Volunteer drivers have helped restaurant chain Medium Rare distribute free meals to older people who are unable to leave their homes during the COVID-19 pandemic. (Photos courtesy of Medium Rare)

By B.L. Wilson

Rustic bread, a culotte steak and fries, salad and a slice of pie or cake -- hearty fare to a person shut in as the D.C. region and the world grapples with the COVID-19 pandemic.

The meal is being offered for free by Medium Rare, a chain of restaurants in the DMV, to persons over 70 who are isolated and quarantined. Owners George Washington University alumnus Steven Abramson, B.A. ’83, J.D. ’86, and his partners Mark Bucher and Tom Gregg undertook the initiative when federal, state and local governments generally called for citizens to shelter in place during the COVID-19 pandemic.  

 

Medium Rare

Steven Abramson, B.A. ’83, J.D. ’86. 

“We don’t need to do this. We kind of have to do this,” Mr. Abramson said. “We have the food, we have the ability to cook it and the organizational ability to put together drivers to bring a meal to people who need a meal. So we can’t not do it, especially at a time like this.”

For more than two weeks, Medium Rare’s four restaurants across the area have prepared and delivered 200 to 300 meals every evening, helped by about 30 volunteer drivers who heard about the service on  local TV news.  The news program did the story after Mr. Bucher tweeted about the free meals.

Medium Rare received calls from senior care facilities, nursing homes, retirement communities and even families.

“Some of the requests we get for meals would tear your heart out,” Mr. Bucher said. “One caller told his partner, ‘My grandmother hasn’t eaten in four days, could you get her a meal now. And we do it.’”

Kindra Stevenson, a recipient of the meals, said she is more than grateful.

 “The timing was phenomenal,” she said. “I’ve been having high anxiety about the state of the world when the gentleman knocked on the door…and delivered a delicious meal for me and my dad.”

The restaurant has had to lay off servers but is keeping on kitchen staff and managers as long as they can. The NFL Players Association has donated money to the free meal service and a GoFundMe campaign has been started to help defray the cost of it. Mr. Bucher, who runs the operation, said it will continue as long as the government lets them. For now, the restaurant delivers one meal, one time per person. But the owners are considering circling around again.

“You know it changes every five minutes. We don’t know what we are dealing with today, tonight or tomorrow as the rules change and the governments involved change,” Mr. Bucher said. “All nonessential businesses were ordered to close. Luckily, restaurants have been left open.”

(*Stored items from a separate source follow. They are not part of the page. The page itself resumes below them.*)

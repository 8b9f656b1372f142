//! Metrics port used by the job runtime and sync engine

use std::time::Duration;

use storesync_domain::EntityType;

/// Terminal outcome of one job execution
#[derive(Debug, Clone, Copy, PartialEq, Eq, Hash)]
pub enum JobOutcome {
    Success,
    Failed,
}

impl JobOutcome {
    /// Label value for the `status` dimension
    pub const fn as_str(self) -> &'static str {
        match self {
            Self::Success => "success",
            Self::Failed => "failed",
        }
    }
}

/// Sink for worker metrics.
///
/// Implementations must never fail the caller; recording problems are logged
/// and swallowed.
pub trait WorkerMetricsPort: Send + Sync {
    /// Count one finished job and observe its duration
    fn record_job(&self, job_name: &str, outcome: JobOutcome, duration: Duration);

    /// Seconds the (store, entity) data is behind upstream
    fn set_sync_lag(&self, store_id: &str, entity: EntityType, lag_seconds: f64);
}
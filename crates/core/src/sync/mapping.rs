//! Upstream payload to write-model mapping
//!
//! Pull sweeps and webhook reconciliation share these functions so both
//! paths produce byte-identical upserts for the same upstream record.

use chrono::{DateTime, NaiveDateTime, Utc};
use serde_json::{Map, Value};
use storesync_domain::constants::{DEFAULT_CURRENCY, DEFAULT_ORDER_STATUS, ORDER_SOURCE_WOO};
use storesync_domain::{OrderItemDraft, OrderUpsert, ProductUpsert, Result, StoreSyncError};

/// Map an upstream order object for `tenant_id`.
///
/// `now` is the fallback confirmation time when the order carries neither a
/// paid nor a created date.
pub fn map_order(tenant_id: &str, raw: &Value, now: DateTime<Utc>) -> Result<OrderUpsert> {
    let obj = as_object(raw, "order")?;

    let external_order_no = text_or_number(obj.get("number"))
        .or_else(|| text_or_number(obj.get("id")))
        .ok_or_else(|| StoreSyncError::InvalidPayload("order has neither number nor id".into()))?;

    let status = non_empty(obj.get("status")).unwrap_or_else(|| DEFAULT_ORDER_STATUS.to_string());
    let billing = obj.get("billing").and_then(Value::as_object);

    let confirmed_at = match first_date(obj, &["date_paid_gmt", "date_paid", "date_created_gmt", "date_created"])? {
        Some(at) => at,
        None => now,
    };

    let items = match obj.get("line_items") {
        Some(Value::Array(lines)) => Some(
            lines
                .iter()
                .map(map_line_item)
                .collect::<Result<Vec<_>>>()?,
        ),
        Some(Value::Null) | None => None,
        Some(_) => {
            return Err(StoreSyncError::InvalidPayload("order line_items is not an array".into()))
        }
    };

    Ok(OrderUpsert {
        tenant_id: tenant_id.to_string(),
        external_order_no,
        order_source: ORDER_SOURCE_WOO.to_string(),
        mapped_status: status.clone(),
        status,
        total: decimal(obj.get("total"), "order total")?,
        currency: non_empty(obj.get("currency")).unwrap_or_else(|| DEFAULT_CURRENCY.to_string()),
        customer_email: billing.and_then(|b| non_empty(b.get("email"))),
        customer_phone: billing.and_then(|b| non_empty(b.get("phone"))),
        shipping_address: object_value(obj.get("shipping")),
        billing_address: object_value(obj.get("billing")),
        payment_method: non_empty(obj.get("payment_method")),
        confirmed_at,
        items,
    })
}

/// Map an upstream product object for `tenant_id`
pub fn map_product(tenant_id: &str, raw: &Value) -> Result<ProductUpsert> {
    let obj = as_object(raw, "product")?;

    let sku = non_empty(obj.get("sku"))
        .or_else(|| text_or_number(obj.get("id")))
        .ok_or_else(|| StoreSyncError::InvalidPayload("product has neither sku nor id".into()))?;

    let status = obj.get("status").and_then(Value::as_str).unwrap_or_default();

    Ok(ProductUpsert {
        tenant_id: tenant_id.to_string(),
        sku,
        name: non_empty(obj.get("name")),
        price: decimal(obj.get("price"), "product price")?,
        stock: obj.get("stock_quantity").and_then(Value::as_i64),
        images: collect_field(obj.get("images"), "src"),
        tags: collect_field(obj.get("tags"), "name"),
        active: !matches!(status, "draft" | "trash"),
    })
}

fn map_line_item(raw: &Value) -> Result<OrderItemDraft> {
    let obj = as_object(raw, "line item")?;
    let qty = match obj.get("quantity") {
        None | Some(Value::Null) => 0,
        Some(Value::Number(n)) => n
            .as_i64()
            .or_else(|| n.as_f64().map(|f| f as i64))
            .unwrap_or_default(),
        Some(Value::String(s)) => s
            .trim()
            .parse()
            .map_err(|_| StoreSyncError::InvalidPayload(format!("line item quantity: {s}")))?,
        Some(other) => {
            return Err(StoreSyncError::InvalidPayload(format!("line item quantity: {other}")))
        }
    };

    Ok(OrderItemDraft {
        sku: non_empty(obj.get("sku")),
        name: non_empty(obj.get("name")),
        qty,
        price: decimal(obj.get("total"), "line item total")?,
    })
}

// ============================================================================
// Field helpers
// ============================================================================

fn as_object<'a>(raw: &'a Value, what: &str) -> Result<&'a Map<String, Value>> {
    raw.as_object()
        .ok_or_else(|| StoreSyncError::InvalidPayload(format!("{what} payload is not an object")))
}

fn non_empty(value: Option<&Value>) -> Option<String> {
    value
        .and_then(Value::as_str)
        .map(str::trim)
        .filter(|s| !s.is_empty())
        .map(ToString::to_string)
}

fn text_or_number(value: Option<&Value>) -> Option<String> {
    match value? {
        Value::Number(n) => Some(n.to_string()),
        other => non_empty(Some(other)),
    }
}

fn object_value(value: Option<&Value>) -> Option<Value> {
    value.filter(|v| v.is_object()).cloned()
}

/// Decimal amounts stay textual; empty means absent
fn decimal(value: Option<&Value>, what: &str) -> Result<Option<String>> {
    let text = match value {
        None | Some(Value::Null) => return Ok(None),
        Some(Value::Number(n)) => n.to_string(),
        Some(Value::String(s)) if s.trim().is_empty() => return Ok(None),
        Some(Value::String(s)) => s.trim().to_string(),
        Some(other) => return Err(StoreSyncError::InvalidPayload(format!("{what}: {other}"))),
    };
    text.parse::<f64>()
        .map_err(|_| StoreSyncError::InvalidPayload(format!("{what}: {text}")))?;
    Ok(Some(text))
}

fn collect_field(value: Option<&Value>, field: &str) -> Vec<String> {
    value
        .and_then(Value::as_array)
        .map(|entries| entries.iter().filter_map(|e| non_empty(e.get(field))).collect())
        .unwrap_or_default()
}

/// First present date among `keys`. Zone-less values are read as UTC.
fn first_date(obj: &Map<String, Value>, keys: &[&str]) -> Result<Option<DateTime<Utc>>> {
    for key in keys {
        let Some(raw) = non_empty(obj.get(*key)) else {
            continue;
        };
        return parse_date(&raw)
            .map(Some)
            .ok_or_else(|| StoreSyncError::InvalidPayload(format!("{key}: {raw}")));
    }
    Ok(None)
}

fn parse_date(raw: &str) -> Option<DateTime<Utc>> {
    if let Ok(at) = DateTime::parse_from_rfc3339(raw) {
        return Some(at.with_timezone(&Utc));
    }
    NaiveDateTime::parse_from_str(raw, "%Y-%m-%dT%H:%M:%S%.f")
        .ok()
        .map(|naive| naive.and_utc())
}
//! Database implementations

mod common;
pub mod failure_repository;
pub mod job_queue;
pub mod manager;
pub mod order_repository;
pub mod product_repository;
pub mod report_repository;
pub mod request_repository;
pub mod schedule_repository;
pub mod session_repository;
pub mod store_repository;
pub mod webhook_repository;

pub use failure_repository::*;
pub use job_queue::*;
pub use manager::*;
pub use order_repository::*;
pub use product_repository::*;
pub use report_repository::*;
pub use request_repository::*;
pub use schedule_repository::*;
pub use session_repository::*;
pub use store_repository::*;
pub use webhook_repository::*;
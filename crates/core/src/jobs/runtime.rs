//! Job execution with in-process retry and failure audit
//!
//! [`JobRuntime::execute`] resolves the handler by name, retries retryable
//! errors with a linear delay, records a failure row once attempts are
//! exhausted and reports outcome metrics. Queue-level redelivery is decided by
//! the caller from the returned error.

use std::collections::HashMap;
use std::sync::Arc;
use std::time::{Duration, Instant};

use serde_json::Value;
use storesync_common::Clock;
use storesync_domain::{Job, JobFailure, Result, StoreSyncError, WorkerConfig};
use tracing::{error, info, instrument, warn};
use uuid::Uuid;

use super::ports::{JobFailureRepository, JobHandler};
use crate::clock::utc_now;
use crate::metrics_ports::{JobOutcome, WorkerMetricsPort};

/// In-execution retry policy
#[derive(Debug, Clone, Copy, PartialEq, Eq)]
pub struct RetryPolicy {
    /// Total handler invocations per execution, including the first
    pub max_attempts: u32,
    /// Base delay; attempt `n` waits `retry_delay * n` before attempt `n + 1`
    pub retry_delay: Duration,
}

impl Default for RetryPolicy {
    fn default() -> Self {
        Self::from(&WorkerConfig::default())
    }
}

impl From<&WorkerConfig> for RetryPolicy {
    fn from(config: &WorkerConfig) -> Self {
        Self { max_attempts: config.max_attempts.max(1), retry_delay: config.retry_delay() }
    }
}

impl RetryPolicy {
    /// Delay after failed attempt `attempt` (1-based)
    pub fn delay_after(&self, attempt: u32) -> Duration {
        self.retry_delay.saturating_mul(attempt)
    }
}

/// Exponential queue redelivery delay: `base * 2^(delivery - 1)`
pub fn queue_backoff(base: Duration, delivery: u32) -> Duration {
    let exponent = delivery.saturating_sub(1).min(16);
    base.saturating_mul(1_u32 << exponent)
}

/// Handler registry plus the retry/audit wrapper around it
pub struct JobRuntime {
    handlers: HashMap<String, Arc<dyn JobHandler>>,
    failures: Arc<dyn JobFailureRepository>,
    metrics: Arc<dyn WorkerMetricsPort>,
    clock: Arc<dyn Clock>,
    policy: RetryPolicy,
}

impl JobRuntime {
    pub fn new(
        failures: Arc<dyn JobFailureRepository>,
        metrics: Arc<dyn WorkerMetricsPort>,
        clock: Arc<dyn Clock>,
        policy: RetryPolicy,
    ) -> Self {
        Self { handlers: HashMap::new(), failures, metrics, clock, policy }
    }

    /// Register a handler under its job name, replacing any previous one
    #[must_use]
    pub fn with_handler(mut self, handler: Arc<dyn JobHandler>) -> Self {
        self.handlers.insert(handler.name().as_str().to_string(), handler);
        self
    }

    pub fn policy(&self) -> RetryPolicy {
        self.policy
    }

    /// Registered job names, sorted
    pub fn job_names(&self) -> Vec<String> {
        let mut names: Vec<String> = self.handlers.keys().cloned().collect();
        names.sort();
        names
    }

    /// Run `job` to success or exhaustion.
    ///
    /// # Errors
    /// `UnknownJob` for an unregistered name (never retried); otherwise the
    /// last handler error after the failure audit row has been written.
    #[instrument(skip(self, job), fields(job_id = %job.id, job_name = %job.name, delivery = job.attempts))]
    pub async fn execute(&self, job: &Job) -> Result<Value> {
        let started = Instant::now();

        let Some(handler) = self.handlers.get(&job.name) else {
            let err = StoreSyncError::UnknownJob(job.name.clone());
            error!("No handler registered for job");
            self.record_exhausted(job, &err, 0, started).await;
            return Err(err);
        };

        let mut attempt = 0;
        loop {
            attempt += 1;
            match handler.handle(job).await {
                Ok(result) => {
                    let elapsed = started.elapsed();
                    self.metrics.record_job(&job.name, JobOutcome::Success, elapsed);
                    info!(attempt, duration_ms = elapsed.as_millis() as u64, "Job completed");
                    return Ok(result);
                }
                Err(err) if err.is_retryable() && attempt < self.policy.max_attempts => {
                    let delay = self.policy.delay_after(attempt);
                    warn!(
                        attempt,
                        max_attempts = self.policy.max_attempts,
                        delay_ms = delay.as_millis() as u64,
                        error = %err,
                        "Job attempt failed, retrying"
                    );
                    if !delay.is_zero() {
                        tokio::time::sleep(delay).await;
                    }
                }
                Err(err) => {
                    error!(attempt, error_kind = err.label(), error = %err, "Job failed");
                    self.record_exhausted(job, &err, attempt, started).await;
                    return Err(err);
                }
            }
        }
    }

    async fn record_exhausted(&self, job: &Job, err: &StoreSyncError, attempts: u32, started: Instant) {
        self.metrics.record_job(&job.name, JobOutcome::Failed, started.elapsed());

        let failure = JobFailure {
            id: Uuid::now_v7().to_string(),
            job_id: job.id.clone(),
            job_name: job.name.clone(),
            payload: job.data.clone(),
            error_kind: err.label().to_string(),
            error: err.to_string(),
            attempt_count: attempts,
            failed_at: utc_now(self.clock.as_ref()),
        };
        if let Err(record_err) = self.failures.record_failure(&failure).await {
            error!(error = %record_err, "Failed to record job failure");
        }
    }
}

Medium Rare has been open for takeout and delivery orders every day. “We take a lot of precautions,” he said. “Our workers wear gloves and masks. We are all distancing ourselves at work.”

Mr. Abramson said that his professors at GW  ”made it a point to highlight being a positive force and giving back to the community.”

“My partners share that belief,” he said. “We continue to look for ways to be of help and are proud to do so.”